His eyes shone and his hands moved with hope, as if they had tried to show me for years. And I did, of course I did. I even cried, with a little emotion: it was love.
? And who’s that girl on her knees? ? I asked
? Your little one.
When our grandfather died, my brother, in addition to looking at his photos, also had another reaction: he entered my grandmother’s house and, instead of going straight into the living room, ran down the hall, opened the door of our grandfather’s old house. room, where he had spent his last years of illness, and looked inside. It was as if I could see his memories like that. Like he’s waiting to find our grandfather lying in his bed. Other times, Rubens would sit in the wheelchair. and stand still, waiting.

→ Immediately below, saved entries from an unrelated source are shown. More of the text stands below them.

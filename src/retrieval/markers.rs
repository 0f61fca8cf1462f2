// ============================================================
// Layer 5 — Scoring Vocabularies and Constants
// ============================================================
// These values were tuned by hand against the Python Crash
// Course chapters. Changing any of them changes rankings.

/// Query tokens of this many chars or fewer are ignored by the scorer.
pub const MIN_TOKEN_CHARS: usize = 2;

/// Per query token found in the chapter title.
pub const TITLE_TOKEN_BONUS: u32 = 10;

/// Whole (lowercased) query found verbatim in the chapter.
pub const EXACT_PHRASE_BONUS: u32 = 50;

/// Chapter contains at least one code marker (applied once).
pub const CODE_CONTENT_BONUS: u32 = 20;

/// Per programming term present in both query and chapter.
pub const PROGRAMMING_TERM_BONUS: u32 = 15;

/// Paragraph contains a code indicator (snippet paragraph tier).
pub const CODE_PARAGRAPH_BONUS: u32 = 20;

/// Paragraphs shorter than this (trimmed, in chars) are never picked.
pub const MIN_PARAGRAPH_CHARS: usize = 50;

/// Preceding paragraphs kept as context for a leading code block.
pub const CODE_BLOCK_CONTEXT_PARAGRAPHS: usize = 3;

/// Preceding paragraphs kept as context for a structural match.
pub const STRUCTURAL_CONTEXT_PARAGRAPHS: usize = 1;

/// Substrings that mark a chapter as containing code (scorer).
pub const CODE_MARKERS: &[&str] = &[
    "def ", "class ", "import ", "print(", "if ", "for ", "while ", "return ",
];

/// Substrings that mark a paragraph or line as code (snippet tiers).
pub const CODE_INDICATORS: &[&str] = &[
    "def ", "class ", "import ", "print(", "if ", "for ", "while ",
];

/// Terms that earn a bonus when both the query and chapter mention them.
pub const PROGRAMMING_TERMS: &[&str] = &[
    "function", "variable", "loop", "condition", "string", "list", "dictionary", "module",
];

/// Lines starting with these are splitter artefacts, not chapter text.
pub const SKIPPED_LINE_PREFIXES: &[&str] = &["===", "Title:"];
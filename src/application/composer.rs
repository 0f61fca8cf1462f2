// ============================================================
// Layer 2 — Response Composer
// ============================================================
// Turns the ranked chapters into the answer text:
//
//   Based on the <book> book, here's what I found:
//
//   📖 Main Chapter: <title>
//
//   💻 Complete Code Example:      ← code questions
//   📝 Detailed Explanation:       ← everything else
//   <snippet of the top chapter, up to 1500 chars>
//
//   💡 This information comes from the <book> book by <author>.
//
//   🔍 Additional Examples from Other Chapters:   ← ranks 2..4
//   📖 Chapter 2: <title>
//   📝 <first 200 chars of a 300-char snippet>...
//
//   💡 Usage Tips: ...             ← code questions only

use std::fmt::Write;

use crate::application::config::RagConfig;
use crate::domain::scored_match::ScoredMatch;
use crate::data::text::take_chars;
use crate::retrieval::extractor::SnippetExtractor;

/// A question mentioning any of these (case-insensitive substring)
/// is treated as a request for code.
pub const CODE_KEYWORDS: &[&str] = &[
    "function", "def", "class", "code", "example", "syntax", "program", "method", "loop", "variable",
];

const USAGE_TIPS: &[&str] = &[
    "Copy the code examples and run them in your Python environment",
    "Experiment with the code by modifying parameters",
    "Check the book for more detailed explanations",
];

/// Does the question ask for code rather than an explanation?
pub fn is_code_question(question: &str) -> bool {
    let lower = question.to_lowercase();
    CODE_KEYWORDS.iter().any(|k| lower.contains(k))
}

/// Builds answer text from ranked matches.
pub struct ResponseComposer<'a> {
    extractor: &'a SnippetExtractor,
    config:    &'a RagConfig,
}

impl<'a> ResponseComposer<'a> {
    pub fn new(extractor: &'a SnippetExtractor, config: &'a RagConfig) -> Self {
        Self { extractor, config }
    }

    /// The fixed reply when no chapter scored above zero.
    pub fn not_found_message(&self) -> String {
        format!(
            "I couldn't find relevant information about that in the {} book.",
            self.config.book_title
        )
    }

    /// Compose the full answer for `question` from `matches`
    /// (best first).
    pub fn compose(&self, question: &str, matches: &[ScoredMatch<'_>]) -> String {
        let Some((best, others)) = matches.split_first() else {
            return self.not_found_message();
        };

        let code_question = is_code_question(question);
        let snippet       = self.extractor.extract(best.content(), question, self.config.main_snippet_len);
        let label         = if code_question {
            "💻 Complete Code Example:"
        } else {
            "📝 Detailed Explanation:"
        };

        let mut out = String::new();
        // Writing to a String cannot fail
        let _ = write!(
            out,
            "Based on the {book} book, here's what I found:\n\n\
             📖 Main Chapter: {title}\n\n\
             {label}\n{snippet}\n\n\
             💡 This information comes from the {book} book by {author}.\n\n",
            book   = self.config.book_title,
            author = self.config.book_author,
            title  = best.title(),
        );

        if !others.is_empty() {
            out.push_str("🔍 Additional Examples from Other Chapters:\n");
            for (rank, m) in others.iter().take(self.config.max_secondary).enumerate() {
                let extra = self.extractor.extract(m.content(), question, self.config.secondary_snippet_len);
                let _ = write!(
                    out,
                    "\n📖 Chapter {}: {}\n📝 {}...\n",
                    rank + 2,
                    m.title(),
                    take_chars(&extra, self.config.secondary_display_len),
                );
            }
        }

        if code_question {
            out.push_str("\n💡 Usage Tips:\n");
            for tip in USAGE_TIPS {
                let _ = writeln!(out, "• {tip}");
            }
        }

        out
    }
}
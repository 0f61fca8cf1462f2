// ============================================================
// Layer 6 — Config Store
// ============================================================
// Reads and writes RagConfig as pretty-printed JSON.
//
//   config.json            ← optional; absent fields use defaults
//
// Reference: serde_json documentation
//            Rust Book §9 (Error Handling)

use anyhow::{Context, Result};
use std::{fs, path::PathBuf};

use crate::application::config::RagConfig;

/// Loads and saves a RagConfig at a fixed path.
pub struct ConfigStore {
    path: PathBuf,
}

impl ConfigStore {
    pub fn new(path: impl Into<PathBuf>) -> Self {
        Self { path: path.into() }
    }

    /// Read the config file. A missing file is an error here; callers
    /// that treat the file as optional should not build a store.
    pub fn load(&self) -> Result<RagConfig> {
        let json = fs::read_to_string(&self.path)
            .with_context(|| format!("Cannot read config '{}'", self.path.display()))?;

        let config: RagConfig = serde_json::from_str(&json)
            .with_context(|| format!("Invalid config JSON in '{}'", self.path.display()))?;

        tracing::debug!("Loaded config from '{}'", self.path.display());
        Ok(config)
    }

    /// Write `config` as pretty JSON, creating parent directories.
    pub fn save(&self, config: &RagConfig) -> Result<()> {
        if let Some(parent) = self.path.parent().filter(|p| !p.as_os_str().is_empty()) {
            fs::create_dir_all(parent)
                .with_context(|| format!("Cannot create '{}'", parent.display()))?;
        }

        fs::write(&self.path, serde_json::to_string_pretty(config)?)
            .with_context(|| format!("Cannot write config '{}'", self.path.display()))?;

        tracing::info!("Saved config to '{}'", self.path.display());
        Ok(())
    }
}

// ─── Unit Tests ───────────────────────────────────────────────────────────────
#[cfg(test)]
mod tests {
    use super::*;

    #[test]
    fn test_partial_file_keeps_defaults() {
        let dir   = tempfile::tempdir().unwrap();
        let path  = dir.path().join("config.json");
        fs::write(&path, r#"{ "top_k": 2, "book_title": "Automate the Boring Stuff" }"#).unwrap();

        let config = ConfigStore::new(&path).load().unwrap();
        assert_eq!(config.top_k, 2);
        assert_eq!(config.book_title, "Automate the Boring Stuff");
        assert_eq!(config.chapters_dir, RagConfig::default().chapters_dir);
        assert_eq!(config.main_snippet_len, 1500);
    }

    #[test]
    fn test_save_then_load() {
        let dir    = tempfile::tempdir().unwrap();
        let store  = ConfigStore::new(dir.path().join("nested").join("config.json"));
        let config = RagConfig {
            top_k: 7,
            ..RagConfig::default()
        };

        store.save(&config).unwrap();
        assert_eq!(store.load().unwrap(), config);
    }

    #[test]
    fn test_missing_file_is_error() {
        let dir = tempfile::tempdir().unwrap();
        assert!(ConfigStore::new(dir.path().join("absent.json")).load().is_err());
    }

    #[test]
    fn test_invalid_json_is_error() {
        let dir  = tempfile::tempdir().unwrap();
        let path = dir.path().join("config.json");
        fs::write(&path, "{ not json").unwrap();
        let err = ConfigStore::new(&path).load().unwrap_err();
        assert!(format!("{err:#}").contains("Invalid config JSON"));
    }
}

Sometimes, years later, when I thought no one was looking at him, my brother would reopen a slit at the door. And he was talking about candy, games, walks, the cap, “I’m going to tell your dad!”. Grandpa Paco, his grandfather Damian and his uncle Daniel. He talked about our three absences and did it with bright eyes. And he looks for my hand, and takes me with him to the computer to show me the discoveries of the week: series wants to see, constellations he wants to memorize, maps, photos, songs, and insists, even though I’m busy.
Because he likes me to be in his world, that I’m part of it. Not always, of course not. But when you want to be with someone, you always choose us, your family, we’re at the top of your pyramid. When you’re tired of your own loneliness, you start shouting our names, because love isn’t flying words, empty promises, songs, poetry or caresses, loving is thinking about the people you care about, missing those who aren’t. . It’s love and nothing else. Thank you, brother, for showing me this.